On equipment selection, the How to Specify a Cold Chamber Die Casting Machine: Locking Force, Shot Weight and Alloy guide translates tonnage and shot weight into the per-shot cost math that underpins every quote on Rongmaofa's published FOB table.
When Aluminum Die Casting Is and Isn't the Right Process

Aluminum HPDC is the right call above 1,000 pieces/year when the part is thin-walled (≥2.0 mm), net-shape or near-net-shape, and the alloy can be a standard Al-Si such as A380 or ADC12 [S1][S2]. It is the wrong call below roughly 200 pieces/year, for parts larger than 1.5 m in any single axis, for any design that requires post-cast T6 heat treatment of safety-critical sections, or where a steel or plastic alternative (sheet metal, Metal Stamping, extrusion, or injection molding) is materially cheaper at the target volume [S1][S6].

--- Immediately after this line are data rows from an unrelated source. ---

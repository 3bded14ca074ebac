//! Live transcription flow tests
//!
//! Recognition events are scripted; the assertions pin down the
//! last-event-wins transcript semantics and the independence of
//! recognition failures from the recording session.

use recital::capture::SyntheticDeviceAccess;
use recital::config::AudioCaptureConfig;
use recital::record::ScriptedRecorderEngine;
use recital::speech::{ScriptedSpeechFactory, SpeechEvent, SpeechSegment};
use recital::ui::AudioPanel;
use std::sync::Arc;

fn panel_with_speech(factory: ScriptedSpeechFactory) -> anyhow::Result<AudioPanel> {
    Ok(AudioPanel::new(
        Arc::new(SyntheticDeviceAccess::granting()),
        Arc::new(ScriptedRecorderEngine::empty()),
        &factory,
        &AudioCaptureConfig::default(),
    )?)
}

fn interim_result(text: &str) -> SpeechEvent {
    SpeechEvent::Result {
        result_index: 0,
        segments: vec![SpeechSegment::interim(text)],
    }
}

#[test]
fn scenario_incremental_results_keep_only_the_last() -> anyhow::Result<()> {
    let factory = ScriptedSpeechFactory::with_events(vec![
        interim_result("hell"),
        interim_result("hello"),
        interim_result("hello world"),
    ]);
    let mut panel = panel_with_speech(factory)?;

    panel.request_access();
    panel.start_recording();
    panel.pump();

    assert_eq!(panel.transcriber().transcript(), "hello world");
    Ok(())
}

#[test]
fn transcript_rebuilds_from_each_events_result_index() -> anyhow::Result<()> {
    let factory = ScriptedSpeechFactory::with_events(vec![
        SpeechEvent::Result {
            result_index: 0,
            segments: vec![SpeechSegment::finalized("one ")],
        },
        // A later event that starts past older results drops them from
        // the display entirely.
        SpeechEvent::Result {
            result_index: 1,
            segments: vec![
                SpeechSegment::finalized("one "),
                SpeechSegment::finalized("two "),
                SpeechSegment::interim("three"),
            ],
        },
    ]);
    let mut panel = panel_with_speech(factory)?;

    panel.request_access();
    panel.start_recording();
    panel.pump();

    assert_eq!(panel.transcriber().transcript(), "two three");
    Ok(())
}

#[test]
fn recognition_error_neither_clears_text_nor_stops_recording() -> anyhow::Result<()> {
    let factory = ScriptedSpeechFactory::with_events(vec![
        interim_result("so far so good"),
        SpeechEvent::Error("audio-capture".into()),
    ]);
    let mut panel = panel_with_speech(factory)?;

    panel.request_access();
    panel.start_recording();
    panel.pump();

    assert_eq!(panel.transcriber().transcript(), "so far so good");
    assert!(panel.controller().state().is_recording());
    Ok(())
}

#[test]
fn absent_engine_disables_transcription_but_not_recording() -> anyhow::Result<()> {
    let mut panel = panel_with_speech(ScriptedSpeechFactory::unavailable())?;

    // The missing capability is surfaced once, at mount.
    assert!(!panel.transcriber().is_available());
    assert!(panel.notice().is_some());

    panel.request_access();
    panel.start_recording();
    panel.stop_recording();
    panel.pump();

    assert!(panel.controller().clip().is_some());
    assert_eq!(panel.transcriber().transcript(), "");
    Ok(())
}
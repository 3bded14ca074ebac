//! Scripted speech engine for tests and hardware-free runs

use super::{SpeechEngine, SpeechEngineFactory, SpeechEvent};
use crate::{RecitalError, Result};
use crossbeam_channel::{unbounded, Receiver, Sender};

/// Engine that replays a fixed list of recognition events on start
pub struct ScriptedSpeechEngine {
    script: Vec<SpeechEvent>,
    event_tx: Sender<SpeechEvent>,
    event_rx: Receiver<SpeechEvent>,
}

impl ScriptedSpeechEngine {
    pub fn with_events(script: Vec<SpeechEvent>) -> Self {
        let (event_tx, event_rx) = unbounded();
        Self {
            script,
            event_tx,
            event_rx,
        }
    }
}

impl SpeechEngine for ScriptedSpeechEngine {
    fn start(&mut self) -> Result<()> {
        for event in self.script.drain(..) {
            let _ = self.event_tx.send(event);
        }
        Ok(())
    }

    fn stop(&mut self) {}

    fn events(&self) -> Receiver<SpeechEvent> {
        self.event_rx.clone()
    }
}

/// Factory producing scripted engines, or refusing to, for tests
pub struct ScriptedSpeechFactory {
    script: Option<Vec<SpeechEvent>>,
}

impl ScriptedSpeechFactory {
    /// Every created engine replays the given script
    pub fn with_events(script: Vec<SpeechEvent>) -> Self {
        Self {
            script: Some(script),
        }
    }

    /// Creation always fails, modeling an absent recognition capability
    pub fn unavailable() -> Self {
        Self { script: None }
    }
}

impl SpeechEngineFactory for ScriptedSpeechFactory {
    fn create(&self) -> Result<Box<dyn SpeechEngine>> {
        match &self.script {
            Some(script) => Ok(Box::new(ScriptedSpeechEngine::with_events(script.clone()))),
            None => Err(RecitalError::Unsupported("Speech recognition".into())),
        }
    }
}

Trackable next signal: published 2026 HPDC market reports at the US$4,490 entry price tier on Research and Markets are scheduled to update as the year progresses [S10]. Trackable second signal: per-piece FOB ranges on Made-in-China for both HPDC and gravity castings are refreshed roughly every 30–60 days, so a re-pull in Q4 2026 will show whether the 2026 US$0.10–$15.60 band is widening or compressing as energy and alloy surcharges move.